Szymanski believes that the failure of both the European Super League and Project Big Picture to take off in the face of significant opposition will likely be a factor in the thinking of Henry when it comes to FSG's future involvement with Liverpool.

While a contrite Henry was forced into an apology to Liverpool fans for his part in the ESL plot, something which Liverpool have been keen to distance themselves from since despite the continued efforts of Juventus, Barcelona and Real Madrid to keep the idea alive, the failure of Project Big Picture is something that Szymanski believes was taken harder by Henry, with the idea around greater funding for the EFL in exchange for a smaller Premier League, trimmed calendar to allow for more European and exhibition games and special voting rights for the top six being an idea Henry was fully behind.

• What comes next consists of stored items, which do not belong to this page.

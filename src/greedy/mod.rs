//! Greedy shift allocation.
//!
//! Provides the building blocks of the greedy strategy and the planner
//! that drives them.
//!
//! # Components
//!
//! - `BlockedIndex`: O(1) unavailability lookups
//! - `WorkloadTracker`: running per-employee load, the candidate sort key
//! - `eligible_employees`: candidate filtering for one requirement
//! - `analysis`: bottleneck root cause and remediation hints
//! - `CoverageKpi`: coverage statistics
//! - `GreedyPlanner`: lock-then-fill allocation loop
//!
//! The planner is a single-pass heuristic. It balances load but does not
//! minimise shortage; there is no backtracking or improvement phase.

pub mod analysis;
mod blocked;
mod eligibility;
mod kpi;
mod planner;
mod workload;

pub use analysis::BottleneckReason;
pub use blocked::BlockedIndex;
pub use eligibility::eligible_employees;
pub use kpi::CoverageKpi;
pub use planner::GreedyPlanner;
pub use workload::WorkloadTracker;
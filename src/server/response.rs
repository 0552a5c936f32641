//! HTTP response envelopes.

use axum::{
    http::StatusCode,
    response::{IntoResponse, Response},
    Json,
};
use serde::Serialize;

use crate::models::local_timestamp;
use crate::solver::{SolverResponse, SolverStrategy};

/// Envelope wrapped around every solve endpoint's answer.
#[derive(Debug, Serialize)]
pub struct ApiEnvelope {
    pub success: bool,
    pub solver: SolverStrategy,
    #[serde(skip_serializing_if = "Option::is_none")]
    pub data: Option<SolverResponse>,
    #[serde(skip_serializing_if = "Option::is_none")]
    pub error: Option<String>,
    pub timestamp: String,
}

impl ApiEnvelope {
    pub fn solved(data: SolverResponse) -> Self {
        Self {
            success: true,
            solver: data.solver,
            data: Some(data),
            error: None,
            timestamp: local_timestamp(),
        }
    }

    pub fn failed(solver: SolverStrategy, error: impl Into<String>) -> Self {
        Self {
            success: false,
            solver,
            data: None,
            error: Some(error.into()),
            timestamp: local_timestamp(),
        }
    }
}

/// An envelope paired with its status code.
#[derive(Debug)]
pub struct ApiReply {
    pub status: StatusCode,
    pub envelope: ApiEnvelope,
}

impl ApiReply {
    pub fn ok(data: SolverResponse) -> Self {
        Self {
            status: StatusCode::OK,
            envelope: ApiEnvelope::solved(data),
        }
    }

    pub fn bad_request(solver: SolverStrategy, error: impl Into<String>) -> Self {
        Self {
            status: StatusCode::BAD_REQUEST,
            envelope: ApiEnvelope::failed(solver, error),
        }
    }

    pub fn not_implemented(solver: SolverStrategy, error: impl Into<String>) -> Self {
        Self {
            status: StatusCode::NOT_IMPLEMENTED,
            envelope: ApiEnvelope::failed(solver, error),
        }
    }
}

impl IntoResponse for ApiReply {
    fn into_response(self) -> Response {
        (self.status, Json(self.envelope)).into_response()
    }
}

"John Henry is intentional in his utterances, he knows how not to say things," said Szymanski.

"Looking at the European Super League and Project Big Picture, I think people understate how significant the latter's failure was.

"I think Henry was bitterly disappointed about the failure of that and I think that is where he realised that it was a cultural thing that he couldn't change. He gave an interview where he said he was disappointed about the other owners and their lack of ambition. I took that to be a very revealing statement from him. The fact he felt he was focused on the stars and they were looking in the gutter, that felt like it was kind of a key moment."

So, if FSG were to sell who would be the players in the market?

American investment funds and family offices would be in play in a significant way, but Szymanski doesn't believe that the prospect of sovereign wealth funds from the Middle East would be as prominent as some may think.

"Who do you have left? Bahrain, Kuwait, I don't think Dubai would ever put up for one, so you are running out of those kind of buyers," he said.

"The other option is someone in the Far East. Liverpool is such a big name in East Asia and there are billionaire Indonesians, Malaysians and Singaporeans, it would certainly sell well in that part of the world. It would be reasonable to think there would be a lot of interest."